Words you made up

Or made up by family/friends, including terms coined by a baby/toddler, that you regularly use. Give the word, define it, use in a sentence.

Noshlik
Hungry for a snack
“What’s in the fridge-- I’m feeling kind of noshlik.”

Variation: Naplik
In need of a nap
“I’m going to lie down-- feeling quite naplik.”

Lunchable
Available for lunch
<Said to colleague around noon> “Are you lunchable today?”

Gription: very sticky combination of grip and friction
“Use good gription when hitting your driver off the tee”

Not so much made up, as fixed:

Vegable
Same as “Vegetable”
Which vegables do you want from the store?

Disfute: (verb) to simultaneously dispute and refute
In a heated exchange of words, Alice disfuted Bob’s assertion about the dangers of GMOs.

When I was very young, my mum would hand me a banana and tell me “don’t eat the skin”. In my confused, childish brain, I somehow decided that this is what they were called. I couldn’t manage such a complicated sentence at that age though, so I shortened it - and to this day, bananas are called “donties” in our family.

Floobage: the movement of a woman’s breasts relative to her torso.

Losertic. To describe a person who drives like a lunatic while also indicating that they are a complete loser who is only endangering those around them.

For that time around the Holidays when I’m REALLY not feeling it ---- Bah-Humfuck.

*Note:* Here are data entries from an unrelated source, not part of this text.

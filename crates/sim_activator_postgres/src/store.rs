//! PostgreSQL-backed activation store.
//!
//! One append-only table; identifiers come from `BIGSERIAL`, so concurrent
//! inserts never need application-side locking.

use std::time::Duration;

use anyhow::Context;
use async_trait::async_trait;
use chrono::{DateTime, Utc};
use sim_activator_core::{
    ActivationAttempt, ActivationStore, AttemptId, NewActivationAttempt, Result,
    SimActivatorError,
};
use sqlx::{postgres::PgPoolOptions, FromRow, PgPool};
use tracing::{info, warn};

/// Database configuration
#[derive(Debug, Clone)]
pub struct DatabaseConfig {
    pub database_url: String,
    pub max_connections: u32,
    pub connection_timeout: Duration,
}

impl DatabaseConfig {
    pub fn new(database_url: impl Into<String>) -> Self {
        Self {
            database_url: database_url.into(),
            max_connections: 10,
            connection_timeout: Duration::from_secs(30),
        }
    }
}

#[derive(Debug, FromRow)]
struct ActivationRow {
    id: i64,
    iccid: String,
    customer_email: String,
    active: bool,
    created_at: DateTime<Utc>,
}

impl From<ActivationRow> for ActivationAttempt {
    fn from(row: ActivationRow) -> Self {
        Self {
            id: row.id,
            iccid: row.iccid,
            customer_email: row.customer_email,
            active: row.active,
            created_at: row.created_at,
        }
    }
}

pub struct PgActivationStore {
    pool: PgPool,
}

impl PgActivationStore {
    pub fn new(pool: PgPool) -> Self {
        Self { pool }
    }

    /// Open a pool for `config` and wrap it.
    pub async fn connect(config: &DatabaseConfig) -> anyhow::Result<Self> {
        info!(
            "Connecting to database: {}",
            mask_database_url(&config.database_url)
        );

        let pool = PgPoolOptions::new()
            .max_connections(config.max_connections)
            .acquire_timeout(config.connection_timeout)
            .connect(&config.database_url)
            .await
            .map_err(|e| {
                warn!("Failed to connect to database: {}", e);
                e
            })
            .context("Failed to connect to database")?;

        info!("Database connection pool created successfully");
        Ok(Self::new(pool))
    }

    pub fn pool(&self) -> &PgPool {
        &self.pool
    }

    /// Create the records table if it does not exist.
    pub async fn initialize_schema(&self) -> anyhow::Result<()> {
        sqlx::query(
            r#"
            CREATE TABLE IF NOT EXISTS sim_activation_records (
                id BIGSERIAL PRIMARY KEY,
                iccid TEXT NOT NULL,
                customer_email TEXT NOT NULL,
                active BOOLEAN NOT NULL,
                created_at TIMESTAMPTZ NOT NULL DEFAULT NOW()
            )
            "#,
        )
        .execute(&self.pool)
        .await
        .context("Failed to initialize sim_activation_records schema")?;

        Ok(())
    }
}

#[async_trait]
impl ActivationStore for PgActivationStore {
    async fn create(&self, attempt: NewActivationAttempt) -> Result<ActivationAttempt> {
        let row = sqlx::query_as::<_, ActivationRow>(
            r#"
            INSERT INTO sim_activation_records (iccid, customer_email, active)
            VALUES ($1, $2, $3)
            RETURNING id, iccid, customer_email, active, created_at
            "#,
        )
        .bind(&attempt.iccid)
        .bind(&attempt.customer_email)
        .bind(attempt.active)
        .fetch_one(&self.pool)
        .await
        .map_err(SimActivatorError::persistence)?;

        Ok(row.into())
    }

    async fn find_by_id(&self, id: AttemptId) -> Result<Option<ActivationAttempt>> {
        let row = sqlx::query_as::<_, ActivationRow>(
            r#"
            SELECT id, iccid, customer_email, active, created_at
            FROM sim_activation_records
            WHERE id = $1
            "#,
        )
        .bind(id)
        .fetch_optional(&self.pool)
        .await
        .map_err(SimActivatorError::persistence)?;

        Ok(row.map(Into::into))
    }
}

/// Mask sensitive information in database URL for logging
pub fn mask_database_url(url: &str) -> String {
    match url::Url::parse(url) {
        Ok(mut parsed) => {
            if parsed.password().is_some() {
                let _ = parsed.set_password(Some("***"));
            }
            parsed.to_string()
        }
        Err(_) => "<unparseable database url>".to_string(),
    }
}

I coined the term a few years ago while living in South Korea. I’m now living in Beijing, China and the prevalence of inevitables here is not amusing.

A couple from childhood:

bibo - the satin edge of a blanket.

“I like to rub my feet on the bibo.” (Still true, forty-odd years later.)
The pup - the laundry chute.

“Mom! Whadda I do with my dirty socks?”

“Stick 'em down the pup!”
bip - fart.

“Okay, dammit, who bipped?” Almost inevitably yelled by my dad on long road trips.
dinkle - penis.

“Dinkle guitar! Dinkle guitar!” - what you yell when you’re standing in the shower, holding one hand out as if you were playing an invisible guitar, and waving your wand with the other. And you’re a seven-year-old boy. What can I say? It was the 70’s, and we didn’t have a Nintendo. You made your own entertainment.

Wibbly - an unpleasant, less-than-firm texture - think undercooked bacon.

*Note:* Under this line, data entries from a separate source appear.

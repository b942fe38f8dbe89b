//! Integration tests for `PgActivationStore`.
//!
//! Requires a reachable PostgreSQL database.
//! Run with: DATABASE_URL="postgresql:///sim_activator_test" cargo test -p sim_activator_postgres -- --ignored

use std::collections::HashSet;
use std::sync::Arc;

use sim_activator_core::{ActivationStore, NewActivationAttempt};
use sim_activator_postgres::{DatabaseConfig, PgActivationStore};

async fn connect() -> PgActivationStore {
    let database_url =
        std::env::var("DATABASE_URL").expect("DATABASE_URL must be set for integration tests");
    let mut config = DatabaseConfig::new(database_url);
    config.max_connections = 5;
    let store = PgActivationStore::connect(&config)
        .await
        .expect("failed to connect to test database");
    store
        .initialize_schema()
        .await
        .expect("failed to create schema");
    store
}

#[tokio::test]
#[ignore] // requires DATABASE_URL
async fn create_then_find_returns_same_fields() {
    let store = connect().await;
    let created = store
        .create(NewActivationAttempt {
            iccid: "8901...".into(),
            customer_email: "a@b.com".into(),
            active: true,
        })
        .await
        .unwrap();

    let found = store.find_by_id(created.id).await.unwrap().unwrap();
    assert_eq!(found.id, created.id);
    assert_eq!(found.iccid, "8901...");
    assert_eq!(found.customer_email, "a@b.com");
    assert!(found.active);
}

#[tokio::test]
#[ignore] // requires DATABASE_URL
async fn never_assigned_id_is_none() {
    let store = connect().await;
    assert!(store.find_by_id(-1).await.unwrap().is_none());
    assert!(store.find_by_id(i64::MAX).await.unwrap().is_none());
}

#[tokio::test]
#[ignore] // requires DATABASE_URL
async fn schema_bootstrap_is_idempotent() {
    let store = connect().await;
    store.initialize_schema().await.unwrap();
}

#[tokio::test(flavor = "multi_thread", worker_threads = 4)]
#[ignore] // requires DATABASE_URL
async fn concurrent_inserts_get_distinct_ids() {
    let store = Arc::new(connect().await);
    let mut handles = Vec::new();
    for i in 0..16 {
        let store = Arc::clone(&store);
        handles.push(tokio::spawn(async move {
            store
                .create(NewActivationAttempt {
                    iccid: format!("8901{i:04}"),
                    customer_email: "c@x.com".into(),
                    active: false,
                })
                .await
                .unwrap()
                .id
        }));
    }

    let mut ids = HashSet::new();
    for handle in handles {
        ids.insert(handle.await.unwrap());
    }
    assert_eq!(ids.len(), 16);
}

During a conversation about which current players are “of a good enough standard to be considered the greatest of all time” I shortened the phrase to GOATworthy. I was later amazed to find that no-one uses it except my friends and I although, “who is worthy of being considered the GOAT” is a common discussion.

Anyhow it makes for a pithy rejoinder, “Sorry simply not GOATworthy.”

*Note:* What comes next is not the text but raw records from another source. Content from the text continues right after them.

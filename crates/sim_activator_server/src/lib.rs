//! sim_activator_server — REST surface for SIM activation.
//!
//! ```text
//! POST /activate            {"iccid", "customerEmail"} -> {"message", "recorded", "recordId", "active", "outcome"}
//! GET  /query?simCardId=N   -> {"iccid", "customerEmail", "active"} | 404
//! GET  /health
//! ```

pub mod config;
pub mod error;
pub mod handlers;
pub mod mock_actuator;
pub mod router;
pub mod state;

pub use router::build_router;
pub use state::AppState;
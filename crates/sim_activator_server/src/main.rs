//! sim_activator_server — standalone REST server for SIM activation.
//!
//! Configuration is read from the environment (and `.env`); see `config.rs`.
//!
//! ```bash
//! DATABASE_URL=postgresql://localhost/sim_activator cargo run --bin sim_activator_server
//!
//! curl -X POST http://localhost:8080/activate \
//!   -H "Content-Type: application/json" \
//!   -d '{"iccid": "89010000000001", "customerEmail": "c@x.com"}'
//!
//! curl "http://localhost:8080/query?simCardId=1"
//! ```

use std::sync::Arc;

use anyhow::{Context, Result};
use sim_activator_actuator::HttpActuatorClient;
use sim_activator_core::{ActivationStore, InMemoryActivationStore};
use sim_activator_postgres::PgActivationStore;
use sim_activator_server::{build_router, config::ServerConfig, AppState};
use tokio::net::TcpListener;
use tracing::{info, warn};

#[tokio::main]
async fn main() -> Result<()> {
    dotenvy::dotenv().ok();

    tracing_subscriber::fmt()
        .with_env_filter(
            tracing_subscriber::EnvFilter::try_from_default_env()
                .unwrap_or_else(|_| "info,sim_activator_server=debug".into()),
        )
        .init();

    let config = ServerConfig::from_env()?;

    let actuator = HttpActuatorClient::new(&config.actuator_url, config.actuator_timeout)?;
    info!(
        url = actuator.url(),
        timeout_ms = config.actuator_timeout.as_millis() as u64,
        "actuator client ready"
    );

    let store: Arc<dyn ActivationStore> = match &config.database {
        Some(db) => {
            let store = PgActivationStore::connect(db).await?;
            store.initialize_schema().await?;
            Arc::new(store)
        }
        None => {
            warn!("DATABASE_URL not set, activation records are kept in memory only");
            Arc::new(InMemoryActivationStore::new())
        }
    };

    let app = build_router(AppState::new(Arc::new(actuator), store));

    let listener = TcpListener::bind(config.bind_addr)
        .await
        .with_context(|| format!("failed to bind to {}", config.bind_addr))?;
    info!("sim_activator_server listening on {}", config.bind_addr);

    axum::serve(listener, app)
        .with_graceful_shutdown(shutdown_signal())
        .await
        .context("server error")?;

    info!("sim_activator_server stopped");
    Ok(())
}

async fn shutdown_signal() {
    if let Err(e) = tokio::signal::ctrl_c().await {
        warn!("failed to listen for shutdown signal: {}", e);
        std::future::pending::<()>().await;
    }
}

Moronothug: a wannabe badass ninth grader, usually found to be incarcerated before his twelfth grade year.

My daughter’s name for a hammer was “pounder”. Pretty descriptive, actually.

Cunt based: shitty.

Turkey cousins: The cousins of one’s cousins on the other side, to whom one is thus not directly related. “We’re going to stop by Aunt M___'s over Christmas break.” “Will the turkey cousins be there?” Coined because, in my family, the family so related whom we see most often, we consider (affectionately) to be a bunch of turkeys.

I had a roommate once who used the word “humongous” a lot. I thought (at the time) that he had made it up. When I discovered that the word was already in fairly common use, and pointed that out to him, he was surprised. He thought he had made it up too.

Well, when you’re seven years old and have a wee-wee to play with, who needs Nintendo?

Or maybe because you only see them at Thanksgiving?
These are great, BTW.

My mom liked to remind me of two words I made up as a toddler. Water was “aylum”, and when I would point at something I would say what sounded like the first syllable of Brezhnev.